» **Activity**:
Every entry is to be written out word for word.

Stored data
-- Opening Marker --
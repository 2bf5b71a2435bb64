// ABOUTME: Model Context Protocol layer for the WHOOP server
// ABOUTME: Schema types, request processing, and the stdio transport
//
// SPDX-License-Identifier: MIT OR Apache-2.0
// Copyright (c) 2025 Pierre Fitness Intelligence

/// MCP protocol schema definitions
pub mod schema;
/// Request routing and tool dispatch
pub mod server;
/// Newline-delimited stdio transport
pub mod transport;

pub use server::McpServer;
pub use transport::{run_stdio, serve};
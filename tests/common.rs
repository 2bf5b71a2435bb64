// ABOUTME: Shared test utilities for integration tests
// ABOUTME: Builds token managers and WHOOP clients pointed at wiremock servers
//
// SPDX-License-Identifier: MIT OR Apache-2.0
// Copyright (c) 2025 Pierre Fitness Intelligence
#![allow(
    dead_code,
    clippy::missing_panics_doc,
    clippy::must_use_candidate
)]
//! Shared test utilities for `whoop_mcp_server`

use std::sync::{Arc, Once};
use std::time::Duration;

use serde_json::json;
use whoop_mcp_server::oauth::{ClientCredentials, TokenManager, TokenPair};
use whoop_mcp_server::providers::WhoopClient;
use whoop_mcp_server::utils::http_client::{api_client, create_client_with_timeout};
use wiremock::{MockServer, ResponseTemplate};

/// Token endpoint path mounted on the mock server
pub const TOKEN_PATH: &str = "/oauth/oauth2/token";

static INIT_LOGGER: Once = Once::new();

/// Initialize quiet logging for tests (call once per test process)
pub fn init_test_logging() {
    INIT_LOGGER.call_once(|| {
        let _ = tracing_subscriber::fmt()
            .with_env_filter("warn")
            .with_test_writer()
            .try_init();
    });
}

/// Complete client credentials
pub fn credentials() -> ClientCredentials {
    ClientCredentials::new("test-client-id", "test-client-secret")
}

/// Token manager whose token endpoint is the mock server
pub fn token_manager(
    server: &MockServer,
    access_token: &str,
    refresh_token: Option<&str>,
    credentials: ClientCredentials,
) -> Arc<TokenManager> {
    init_test_logging();
    Arc::new(TokenManager::new(
        TokenPair::new(access_token, refresh_token.map(str::to_owned)),
        credentials,
        format!("{}{TOKEN_PATH}", server.uri()),
        api_client(),
    ))
}

/// WHOOP client whose API base URL is the mock server
pub fn whoop_client(server: &MockServer, tokens: Arc<TokenManager>) -> WhoopClient {
    WhoopClient::with_token_manager(
        create_client_with_timeout(Duration::from_secs(5), Duration::from_secs(2)),
        server.uri(),
        tokens,
    )
}

/// Successful token endpoint response
pub fn token_response(access_token: &str, refresh_token: Option<&str>) -> ResponseTemplate {
    let mut body = json!({
        "access_token": access_token,
        "expires_in": 3600,
        "token_type": "bearer",
    });
    if let Some(refresh) = refresh_token {
        body["refresh_token"] = json!(refresh);
    }
    ResponseTemplate::new(200).set_body_json(body)
}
-- Closing Marker --
» **Written answer**:
repository 2bf5b71a2435bb64
// ABOUTME: Model Context Protocol layer for the WHOOP server
// ABOUTME: Schema types, request processing, and the stdio transport
//
// SPDX-License-Identifier: MIT OR Apache-2.0
// Copyright (c) 2025 Pierre Fitness Intelligence

/// MCP protocol schema definitions
pub mod schema;
/// Request routing and tool dispatch
pub mod server;
/// Newline-delimited stdio transport
pub mod transport;

pub use server::McpServer;
pub use transport::{run_stdio, serve};
filename tests/common.rs
repository 2bf5b71a2435bb64
// ABOUTME: Shared test utilities for integration tests
// ABOUTME: Builds token managers and WHOOP clients pointed at wiremock servers
//
// SPDX-License-Identifier: MIT OR Apache-2.0
// Copyright (c) 2025 Pierre Fitness Intelligence
#![allow(
    dead_code,
    clippy::missing_panics_doc,
    clippy::must_use_candidate
)]
//! Shared test utilities for `whoop_mcp_server`

use std::sync::{Arc, Once};
use std::time::Duration;

use serde_json::json;
use whoop_mcp_server::oauth::{ClientCredentials, TokenManager, TokenPair};
use whoop_mcp_server::providers::WhoopClient;
use whoop_mcp_server::utils::http_client::{api_client, create_client_with_timeout};
use wiremock::{MockServer, ResponseTemplate};

/// Token endpoint path mounted on the mock server
pub const TOKEN_PATH: &str = "/oauth/oauth2/token";

static INIT_LOGGER: Once = Once::new();

/// Initialize quiet logging for tests (call once per test process)
pub fn init_test_logging() {
    INIT_LOGGER.call_once(|| {
        let _ = tracing_subscriber::fmt()
            .with_env_filter("warn")
            .with_test_writer()
            .try_init();
    });
}

/// Complete client credentials
pub fn credentials() -> ClientCredentials {
    ClientCredentials::new("test-client-id", "test-client-secret")
}

/// Token manager whose token endpoint is the mock server
pub fn token_manager(
    server: &MockServer,
    access_token: &str,
    refresh_token: Option<&str>,
    credentials: ClientCredentials,
) -> Arc<TokenManager> {
    init_test_logging();
    Arc::new(TokenManager::new(
        TokenPair::new(access_token, refresh_token.map(str::to_owned)),
        credentials,
        format!("{}{TOKEN_PATH}", server.uri()),
        api_client(),
    ))
}

/// WHOOP client whose API base URL is the mock server
pub fn whoop_client(server: &MockServer, tokens: Arc<TokenManager>) -> WhoopClient {
    WhoopClient::with_token_manager(
        create_client_with_timeout(Duration::from_secs(5), Duration::from_secs(2)),
        server.uri(),
        tokens,
    )
}

/// Successful token endpoint response
pub fn token_response(access_token: &str, refresh_token: Option<&str>) -> ResponseTemplate {
    let mut body = json!({
        "access_token": access_token,
        "expires_in": 3600,
        "token_type": "bearer",
    });
    if let Some(refresh) = refresh_token {
        body["refresh_token"] = json!(refresh);
    }
    ResponseTemplate::new(200).set_body_json(body)
}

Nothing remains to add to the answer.